O Estatuto da Criança e do Adolescente (ECA – Lei 8.069, de 13 de julho de 1990), tendo substituído o antigo Código de Menores de 1979, regulamenta, nos artigos 60 a 69 e 240, a proteção ao trabalho infantil. O artigo 60 estatui ser “proibido qualquer trabalho a menores de 14 anos de idade, salvo na condição de aprendiz”. Percebe-se, pois, que o legislador do referido Estatuto não promoveu a necessária adequação à modificação decorrente da Emenda Constitucional 20/98.
Entretanto, o artigo 61 do mesmo Estatuto declara que “a proteção ao trabalho dos adolescentes é regulada por legislação especial, sem prejuízo do disposto nesta lei”, remetendo o intérprete para a CLT, a qual, conforme já elucidado, se adequou ao mandamento constitucional pela Lei 10.097/2000.
Além de toda a estrutura jurídica de que o Brasil dispõe para regulamentar o trabalho infantil, existem as Convenções da OIT (Organização Internacional do Trabalho), às quais o país deve obedecer, uma vez que foram devidamente ratificadas. Dentre as 61 Convenções e Recomendações da Organização destaca-se a Convenção 138, de 1973, que se ocupa da idade mínima para o ingresso em qualquer emprego, bem como a Recomendação 146.
Através do Decreto Legislativo 179, promulgado em 14 de dezembro de 1999, o Congresso Nacional aprovou os textos da Convenção 138 e da Recomendação 146 da OIT sobre idade mínima para admissão a emprego, adotadas em junho de 1973, em Genebra.
A supracitada Convenção entrou em vigor no Brasil em 28 de junho de 2002, após ter o Presidente da República, no uso da atribuição que lhe confere o artigo 84, inciso VIII da Constituição Federal, editado o Decreto nº 4.134, de 15 de fevereiro de 2002, o qual determina, em seu artigo 2°, que “para os efeitos do artigo 2°, item 1, da Convenção, fica estabelecido que a idade mínima para admissão a emprego ou trabalho é de 16 anos”.

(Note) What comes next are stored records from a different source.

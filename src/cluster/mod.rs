//! Coordination engine for a cluster of cooperating nodes.
//!
//! Every node runs one [`Engine`]. The protocol logic lives in sans-IO cores
//! that take inputs and return outbound messages; the engine actor owns the
//! cores, stamps and sends their messages, drives their timers and persists
//! what must survive a restart.
//!
//! # Architecture
//!
//! ```text
//!   admin layer ──▶ EngineHandle ──▶ Engine actor
//!                                      │
//!          ┌───────────┬───────────────┼──────────────┬───────────────┐
//!          ▼           ▼               ▼              ▼               ▼
//!     membership   election    ricart_agrawala   byzantine      checkpoint
//!   + failure_det.             suzuki_kasami                   + storage
//!          │           │               │              │               │
//!          └───────────┴──────── protocol frames ─────┴───────────────┘
//!                                      │
//!                                  Transport
//! ```
//!
//! # Usage
//!
//! ```rust,no_run
//! use meshcoord::cluster::{Engine, EngineConfig, InMemoryNetwork};
//! use meshcoord::types::NodeId;
//!
//! #[tokio::main]
//! async fn main() -> meshcoord::error::Result<()> {
//!     let network = InMemoryNetwork::new();
//!     let seeds = [NodeId(1), NodeId(2), NodeId(3)];
//!     let mut handles = Vec::new();
//!     for node in seeds {
//!         let config = EngineConfig::new(node).with_seed_members(seeds);
//!         handles.push(Engine::connect(config, &network).await?);
//!     }
//!
//!     let grant = handles[0].request_resource("printer").await?;
//!     println!("granted after {:?}", grant.waited);
//!     handles[0].release_resource("printer").await?;
//!     Ok(())
//! }
//! ```

pub mod background_tasks;
pub mod byzantine;
pub mod checkpoint;
mod config;
pub mod election;
mod engine;
mod events;
pub mod failure_detector;
pub mod membership;
pub mod metrics;
pub mod retry;
pub mod ricart_agrawala;
pub mod storage;
pub mod suzuki_kasami;
pub mod transport;
pub mod vector_clock;

pub use background_tasks::{BackgroundTaskRegistry, TaskStatus};
pub use byzantine::{AgreementId, Observation, Verdict, VerdictRecord};
pub use checkpoint::{Checkpoint, CheckpointInfo};
pub use config::{ClusterProfile, EngineConfig, ResourceProtocol};
pub use election::{ElectionState, Role};
pub use engine::{ClusterStatistics, Engine, EngineHandle, ResourceGrant};
pub use events::EngineEvent;
pub use failure_detector::{FailureDetector, FailureDetectorConfig, PeerHealth};
pub use membership::{MemberStatus, MembershipSnapshot, MembershipStore};
pub use storage::StateStore;
pub use transport::{InMemoryNetwork, Transport};
pub use vector_clock::{CausalEvent, CausalOrdering, LocalClock, VectorClock};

Insta destacar, que a Convenção 138 da OIT não fixa idade mínima para a admissão ao trabalho, contudo permite que os Estados-membros especifiquem, por meio de declaração, a idade mínima para admissão no labor, desde que não seja inferior à idade de conclusão da escolaridade obrigatória ou, em qualquer circunstância, inferior a 15 anos (artigo 2°, § 3°). Abre, no entanto, uma ressalva: permite que, nas Nações cuja economia e condições de ensino não estiverem suficientemente desenvolvidas, estabeleça-se a idade de 14 anos como mínima (artigo 2°, parágrafo 4°).
Entretanto, a reserva trazida pelo parágrafo 4° alimentou vastas discussões acerca da postura adotada pelo Brasil, qual seja, de adotar idade mínima superior àquela preconizada pela Convenção Internacional -15 anos-, não obstante a ressalva que permite a fixação da idade mínima de 14 anos por países em desenvolvimento.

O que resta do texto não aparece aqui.